Masyarakat harus mengambil jarak dari seorang politisi, bukan secara literal jarak yang bisa dikuantifikasi, tetapi yang saya maksud mengambil jarak semacam menjaga diri untuk tidak serta merta menilai seorang politisi hanya dari berita media, atau yang lebih ekstrem, mengambil jarak juga dapat dimaknai sebagai sebuah pertahanan diri untuk tidak dijadikan komoditas politik oleh para politisi.

Jika masyarakat mampu memposisikan jarak secara presisi dengan para politisi, maka mereka akan mampu menilai secara adil, politisi mana yang kemungkinan pantas untuk mewakili kepentingan mereka di pemerintahan.

Jangan terlalu jauh mengambil jarak karena kita tidak bisa menjangkau tetapi juga jangan terlalu dekat dengan politisi karena kita tidak akan mampu membaca kondisi. Layaknya saat membaca buku, kita tidak akan bisa membaca buku ketika mata terlalu dekat karena tulisan akan menjadi sangat kabur.

Negative Thinking

Pada salah satu forum diskusi yang diadakan oleh Page Turner, salah satu komunitas diskusi yang saya ikuti, kami diskusi panjang tentang dinamika politik Indonesia termasuk juga strategi bagaimana memilih pemimpin yang ideal pada pemilu tahun depan. Bagaimana memilah narasi yang diberitakan di media, termasuk bagaimana memastikan kebenaran informasi mengenai seorang politisi.

Salah seorang kawan memberikan pandangannya yang agak skeptis terhadap para politisi khususnya dari kalangan artis karena menganggap bahwa mereka tidak punya fondasi yang kuat dalam hal perpolitikan, hanya semata karena mereka memilih penggemar atau followers yang banyak di media sosial dan diprediksi mampu mendongkrak perolehan suara.

Kawan yang lain, seorang alumnus jurusan ilmu Hukum Unhas, merespons bahwa jangan selalu berpikiran negatif terhadap politisi meskipun mereka berasal dari latar belakang artis. Siapa tahu pada saat mereka menjabat, mereka mampu melaksanakan tugas dan tanggung jawabnya sebagai pejabat publik.

Nah, pada titik inilah, saya agak terganggu dengan respons di atas bahwa jangan terlalu sering berpikiran negatif terhadap para caleg termasuk dari kalangan artis. Makna dasar dari negative thinking memang semacam pikiran yang selalu menilai orang lain dari aspek negatif, termasuk meragukan kemampuannya, tidak percaya akan kapasitas mereka, atau dalam relasi individu, kita menganggap orang lain memiliki sifat yang merugikan orang lain.

Negative thinking harus diposisikan dalam dua hal yang berbeda.
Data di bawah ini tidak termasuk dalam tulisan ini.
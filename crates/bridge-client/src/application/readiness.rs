//! Device readiness polling shared by the printer and scanner panels.

use std::future::Future;
use std::time::Duration;

use bridge_core::Readiness;
use tokio::sync::watch;
use tracing::{debug, info};

use crate::infrastructure::api_client::ApiError;
use crate::infrastructure::poller::PollingTask;

/// Spawns a poll loop that runs `check` now and every `period`, publishing
/// the outcome as a [`Readiness`].
///
/// The channel starts at [`Readiness::Unknown`] and only ever changes to one
/// of the three poll outcomes.  Dropping the returned [`PollingTask`] stops
/// the loop and closes the channel.
pub(crate) fn spawn_readiness_poll<F, Fut>(
    name: &'static str,
    period: Duration,
    check: F,
) -> (PollingTask, watch::Receiver<Readiness>)
where
    F: Fn() -> Fut + Send + 'static,
    Fut: Future<Output = Result<bool, ApiError>> + Send + 'static,
{
    let (tx, rx) = watch::channel(Readiness::Unknown);
    let tx = std::sync::Arc::new(tx);

    let task = PollingTask::spawn(name, period, move || {
        let fut = check();
        let tx = std::sync::Arc::clone(&tx);
        async move {
            let result = fut.await;
            if let Err(e) = &result {
                debug!(task = name, error = %e, "status poll failed");
            }
            publish(name, &tx, Readiness::from_poll(&result));
        }
    });

    (task, rx)
}

/// Waits until the first poll has completed and returns its outcome.
pub(crate) async fn wait_for_first_poll(mut rx: watch::Receiver<Readiness>) -> Readiness {
    if let Ok(r) = rx.wait_for(|r| *r != Readiness::Unknown).await {
        return *r;
    }
    // The poll loop has stopped; report whatever it last saw.
    let last = *rx.borrow();
    last
}

fn publish(name: &'static str, tx: &watch::Sender<Readiness>, readiness: Readiness) {
    tx.send_if_modified(|current| {
        if *current == readiness {
            return false;
        }
        info!(task = name, from = ?*current, to = ?readiness, "device readiness changed");
        *current = readiness;
        true
    });
}

#[cfg(test)]
mod tests {
    use super::*;
    use std::sync::atomic::{AtomicU32, Ordering};
    use std::sync::Arc;

    #[tokio::test]
    async fn test_first_poll_result_is_published() {
        let (_task, rx) =
            spawn_readiness_poll("test", Duration::from_secs(5), || async { Ok(false) });

        assert_eq!(wait_for_first_poll(rx).await, Readiness::NotReady);
    }

    #[tokio::test(start_paused = true)]
    async fn test_unchanged_outcome_does_not_notify() {
        // Arrange
        let polls = Arc::new(AtomicU32::new(0));
        let p = Arc::clone(&polls);
        let (_task, mut rx) = spawn_readiness_poll("test", Duration::from_secs(5), move || {
            p.fetch_add(1, Ordering::SeqCst);
            async { Ok(true) }
        });
        rx.changed().await.unwrap();
        rx.borrow_and_update();

        // Act: two more polls with the same answer
        tokio::time::sleep(Duration::from_millis(10_100)).await;

        // Assert
        assert_eq!(polls.load(Ordering::SeqCst), 3);
        assert!(!rx.has_changed().unwrap());
        assert_eq!(*rx.borrow(), Readiness::Ready);
    }

    #[tokio::test]
    async fn test_closed_channel_reports_last_value() {
        let (task, rx) =
            spawn_readiness_poll("test", Duration::from_secs(5), || async { Ok(true) });
        let ready = wait_for_first_poll(rx.clone()).await;

        drop(task);

        assert_eq!(ready, Readiness::Ready);
        assert_eq!(wait_for_first_poll(rx).await, Readiness::Ready);
    }
}
//! TOML-based configuration for the bridge console.
//!
//! Reads `ClientConfig` from the platform-appropriate config file:
//! - Windows:  `%APPDATA%\BridgeConsole\config.toml`
//! - Linux:    `~/.config/bridge-console/config.toml`
//! - macOS:    `~/Library/Application Support/BridgeConsole/config.toml`
//!
//! Every section and every field is optional.  A missing file, a missing
//! section, or a missing field all fall back to the defaults below, so a
//! fresh install works without any config file at all:
//!
//! ```toml
//! [api]
//! base_url = "http://localhost:1789"
//! request_timeout_secs = 10
//!
//! [realtime]
//! hub_path = "/bridgeHub"
//! skip_negotiation = false
//! keepalive_secs = 15
//! server_timeout_secs = 30
//!
//! [realtime.reconnect]
//! strategy = "exponential"   # or "fixed"
//! base_delay_ms = 1000
//! max_delay_ms = 30000
//! max_attempts = 10          # 0 = retry forever
//! fixed_delay_ms = 5000
//!
//! [dashboard]
//! status_poll_secs = 5
//! connection_poll_ms = 1000
//! scan_log_capacity = 500    # 0 = unbounded
//!
//! [logging]
//! level = "info"
//! ```

use std::path::{Path, PathBuf};
use std::sync::Arc;
use std::time::Duration;

use serde::{Deserialize, Serialize};
use thiserror::Error;

use crate::application::dashboard::DashboardSettings;
use crate::infrastructure::api_client::DEFAULT_BASE_URL;
use crate::infrastructure::realtime::{RealtimeConfig, DEFAULT_HUB_PATH};
use crate::infrastructure::reconnect::{ExponentialBackoff, FixedDelay, ReconnectPolicy};

/// Error type for configuration and credential file operations.
#[derive(Debug, Error)]
pub enum ConfigError {
    /// The platform config directory could not be determined.
    #[error("could not determine platform config directory")]
    NoPlatformConfigDir,

    /// A file system I/O error occurred.
    #[error("I/O error accessing {path}: {source}")]
    Io {
        path: PathBuf,
        #[source]
        source: std::io::Error,
    },

    /// The TOML content could not be parsed.
    #[error("failed to parse TOML: {0}")]
    Parse(#[from] toml::de::Error),

    /// A timing field was set to zero.
    #[error("{0} must be greater than zero")]
    ZeroValue(&'static str),

    /// The value could not be serialized to TOML.
    #[error("failed to serialize TOML: {0}")]
    Serialize(#[from] toml::ser::Error),
}

// ── Config schema types ───────────────────────────────────────────────────────

/// Top-level configuration stored on disk.
#[derive(Debug, Clone, Default, Serialize, Deserialize, PartialEq)]
pub struct ClientConfig {
    #[serde(default)]
    pub api: ApiSection,
    #[serde(default)]
    pub realtime: RealtimeSection,
    #[serde(default)]
    pub dashboard: DashboardSection,
    #[serde(default)]
    pub logging: LoggingSection,
}

#[derive(Debug, Clone, Serialize, Deserialize, PartialEq)]
pub struct ApiSection {
    /// Base URL of the bridge app, without a trailing slash.
    #[serde(default = "default_base_url")]
    pub base_url: String,
    #[serde(default = "default_request_timeout_secs")]
    pub request_timeout_secs: u64,
}

#[derive(Debug, Clone, Serialize, Deserialize, PartialEq)]
pub struct RealtimeSection {
    #[serde(default = "default_hub_path")]
    pub hub_path: String,
    #[serde(default)]
    pub skip_negotiation: bool,
    #[serde(default = "default_keepalive_secs")]
    pub keepalive_secs: u64,
    #[serde(default = "default_server_timeout_secs")]
    pub server_timeout_secs: u64,
    #[serde(default)]
    pub reconnect: ReconnectSection,
}

/// Which retry schedule the realtime client uses.
#[derive(Debug, Clone, Copy, Default, Serialize, Deserialize, PartialEq, Eq)]
#[serde(rename_all = "lowercase")]
pub enum ReconnectStrategy {
    #[default]
    Exponential,
    Fixed,
}

#[derive(Debug, Clone, Serialize, Deserialize, PartialEq)]
pub struct ReconnectSection {
    #[serde(default)]
    pub strategy: ReconnectStrategy,
    #[serde(default = "default_base_delay_ms")]
    pub base_delay_ms: u64,
    #[serde(default = "default_max_delay_ms")]
    pub max_delay_ms: u64,
    /// `0` retries forever.
    #[serde(default = "default_max_attempts")]
    pub max_attempts: u32,
    #[serde(default = "default_fixed_delay_ms")]
    pub fixed_delay_ms: u64,
}

#[derive(Debug, Clone, Serialize, Deserialize, PartialEq)]
pub struct DashboardSection {
    #[serde(default = "default_status_poll_secs")]
    pub status_poll_secs: u64,
    #[serde(default = "default_connection_poll_ms")]
    pub connection_poll_ms: u64,
    /// `0` keeps every entry.
    #[serde(default = "default_scan_log_capacity")]
    pub scan_log_capacity: usize,
}

#[derive(Debug, Clone, Serialize, Deserialize, PartialEq)]
pub struct LoggingSection {
    /// `tracing` level: `"error"`, `"warn"`, `"info"`, `"debug"`, `"trace"`.
    #[serde(default = "default_log_level")]
    pub level: String,
}

// ── Default helpers ───────────────────────────────────────────────────────────

fn default_base_url() -> String {
    DEFAULT_BASE_URL.to_string()
}
fn default_request_timeout_secs() -> u64 {
    10
}
fn default_hub_path() -> String {
    DEFAULT_HUB_PATH.to_string()
}
fn default_keepalive_secs() -> u64 {
    15
}
fn default_server_timeout_secs() -> u64 {
    30
}
fn default_base_delay_ms() -> u64 {
    1_000
}
fn default_max_delay_ms() -> u64 {
    30_000
}
fn default_max_attempts() -> u32 {
    10
}
fn default_fixed_delay_ms() -> u64 {
    5_000
}
fn default_status_poll_secs() -> u64 {
    5
}
fn default_connection_poll_ms() -> u64 {
    1_000
}
fn default_scan_log_capacity() -> usize {
    bridge_core::domain::scan_log::DEFAULT_SCAN_LOG_CAPACITY
}
fn default_log_level() -> String {
    "info".to_string()
}

impl Default for ApiSection {
    fn default() -> Self {
        Self {
            base_url: default_base_url(),
            request_timeout_secs: default_request_timeout_secs(),
        }
    }
}

impl Default for RealtimeSection {
    fn default() -> Self {
        Self {
            hub_path: default_hub_path(),
            skip_negotiation: false,
            keepalive_secs: default_keepalive_secs(),
            server_timeout_secs: default_server_timeout_secs(),
            reconnect: ReconnectSection::default(),
        }
    }
}

impl Default for ReconnectSection {
    fn default() -> Self {
        Self {
            strategy: ReconnectStrategy::default(),
            base_delay_ms: default_base_delay_ms(),
            max_delay_ms: default_max_delay_ms(),
            max_attempts: default_max_attempts(),
            fixed_delay_ms: default_fixed_delay_ms(),
        }
    }
}

impl Default for DashboardSection {
    fn default() -> Self {
        Self {
            status_poll_secs: default_status_poll_secs(),
            connection_poll_ms: default_connection_poll_ms(),
            scan_log_capacity: default_scan_log_capacity(),
        }
    }
}

impl Default for LoggingSection {
    fn default() -> Self {
        Self {
            level: default_log_level(),
        }
    }
}

// ── Conversions into runtime settings ─────────────────────────────────────────

impl ApiSection {
    pub fn request_timeout(&self) -> Duration {
        Duration::from_secs(self.request_timeout_secs)
    }
}

impl ReconnectSection {
    /// Builds the configured retry policy.
    pub fn build_policy(&self) -> Arc<dyn ReconnectPolicy> {
        match self.strategy {
            ReconnectStrategy::Exponential => Arc::new(ExponentialBackoff {
                base: Duration::from_millis(self.base_delay_ms),
                max: Duration::from_millis(self.max_delay_ms),
                max_attempts: if self.max_attempts == 0 {
                    u32::MAX
                } else {
                    self.max_attempts
                },
            }),
            ReconnectStrategy::Fixed => Arc::new(FixedDelay {
                delay: Duration::from_millis(self.fixed_delay_ms),
                max_attempts: (self.max_attempts != 0).then_some(self.max_attempts),
            }),
        }
    }
}

impl ClientConfig {
    /// Rejects timing values the runtime cannot use.
    ///
    /// # Errors
    ///
    /// Returns [`ConfigError::ZeroValue`] naming the first interval or
    /// timeout that is zero.
    pub fn validate(&self) -> Result<(), ConfigError> {
        let timings = [
            ("api.request_timeout_secs", self.api.request_timeout_secs),
            ("realtime.keepalive_secs", self.realtime.keepalive_secs),
            ("realtime.server_timeout_secs", self.realtime.server_timeout_secs),
            ("dashboard.status_poll_secs", self.dashboard.status_poll_secs),
            ("dashboard.connection_poll_ms", self.dashboard.connection_poll_ms),
        ];
        match timings.into_iter().find(|(_, value)| *value == 0) {
            Some((field, _)) => Err(ConfigError::ZeroValue(field)),
            None => Ok(()),
        }
    }

    /// Connection settings for the realtime client.
    pub fn realtime_config(&self) -> RealtimeConfig {
        RealtimeConfig {
            base_url: self.api.base_url.clone(),
            hub_path: self.realtime.hub_path.clone(),
            skip_negotiation: self.realtime.skip_negotiation,
            keepalive_interval: Duration::from_secs(self.realtime.keepalive_secs),
            server_timeout: Duration::from_secs(self.realtime.server_timeout_secs),
        }
    }

    /// Polling intervals and scan log size for the dashboard.
    pub fn dashboard_settings(&self) -> DashboardSettings {
        DashboardSettings {
            status_poll_interval: Duration::from_secs(self.dashboard.status_poll_secs),
            connection_poll_interval: Duration::from_millis(self.dashboard.connection_poll_ms),
            scan_log_capacity: (self.dashboard.scan_log_capacity != 0)
                .then_some(self.dashboard.scan_log_capacity),
        }
    }
}

// ── Config repository ─────────────────────────────────────────────────────────

/// Determines the platform-appropriate directory for config and session files.
///
/// # Errors
///
/// Returns [`ConfigError::NoPlatformConfigDir`] when the platform config base
/// directory cannot be determined from the environment.
pub fn config_dir() -> Result<PathBuf, ConfigError> {
    platform_config_dir().ok_or(ConfigError::NoPlatformConfigDir)
}

/// Resolves the full path to the default config file.
pub fn config_file_path() -> Result<PathBuf, ConfigError> {
    Ok(config_dir()?.join("config.toml"))
}

/// Loads `ClientConfig` from `path`, returning `ClientConfig::default()` if
/// the file does not exist.
///
/// # Errors
///
/// Returns [`ConfigError::Io`] for file-system errors other than "not found",
/// [`ConfigError::Parse`] if the TOML is malformed, and
/// [`ConfigError::ZeroValue`] if an interval or timeout is zero.
pub fn load_config_from(path: &Path) -> Result<ClientConfig, ConfigError> {
    match std::fs::read_to_string(path) {
        Ok(content) => {
            let config: ClientConfig = toml::from_str(&content)?;
            config.validate()?;
            Ok(config)
        }
        Err(e) if e.kind() == std::io::ErrorKind::NotFound => Ok(ClientConfig::default()),
        Err(source) => Err(ConfigError::Io {
            path: path.to_path_buf(),
            source,
        }),
    }
}

/// Loads `ClientConfig` from the platform config directory.
pub fn load_config() -> Result<ClientConfig, ConfigError> {
    load_config_from(&config_file_path()?)
}

/// Persists `config` to `path`, creating parent directories as needed.
///
/// # Errors
///
/// Returns [`ConfigError::Io`] for file-system failures or
/// [`ConfigError::Serialize`] if serialization fails.
pub fn save_config_to(path: &Path, config: &ClientConfig) -> Result<(), ConfigError> {
    if let Some(dir) = path.parent() {
        std::fs::create_dir_all(dir).map_err(|source| ConfigError::Io {
            path: dir.to_path_buf(),
            source,
        })?;
    }

    let content = toml::to_string_pretty(config)?;
    std::fs::write(path, content).map_err(|source| ConfigError::Io {
        path: path.to_path_buf(),
        source,
    })
}

/// Resolves the platform config directory, including the app subdirectory.
fn platform_config_dir() -> Option<PathBuf> {
    #[cfg(target_os = "windows")]
    {
        // %APPDATA% e.g. C:\Users\<user>\AppData\Roaming
        std::env::var_os("APPDATA").map(|p| PathBuf::from(p).join("BridgeConsole"))
    }

    #[cfg(target_os = "linux")]
    {
        // XDG_CONFIG_HOME or ~/.config
        let base = std::env::var_os("XDG_CONFIG_HOME")
            .map(PathBuf::from)
            .or_else(|| std::env::var_os("HOME").map(|h| PathBuf::from(h).join(".config")))?;
        Some(base.join("bridge-console"))
    }

    #[cfg(target_os = "macos")]
    {
        std::env::var_os("HOME").map(|h| {
            PathBuf::from(h)
                .join("Library")
                .join("Application Support")
                .join("BridgeConsole")
        })
    }

    #[cfg(not(any(target_os = "windows", target_os = "linux", target_os = "macos")))]
    {
        None
    }
}

// ── Tests ─────────────────────────────────────────────────────────────────────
Pertama dalam relasi kita dengan orang lain yang tidak berhubungan dengan kepentingan umum, maka sudah sewajarnya kita harus positive thinking terhadap orang lain dengan tujuan untuk membangun kohesi sosial yang kuat.

Dalam konteks sebagai seorang pejabat publik atau mereka yang sedang maju sebagai calon pemimpin, maka negative thinking bukan sebuah dosa bahkan merupakan keharusan yang dilakukan oleh semua calon pemilih. Negative thinking terhadap para politisi merupakan mekanisme pertahanan diri masyarakat untuk tetap mengontrol setiap kebijakan mereka. Bisa juga dimaknai sebagai sebuah pikiran kritis kita terhadap mereka untuk menguji proyeksi mereka ketika menjabat. Maka tetaplah negative thinking terhadap para politisi sampai mereka melakukan pembuktian terbalik bahwa mereka memiliki kompetensi untuk merepresentasikan kepentingan publik.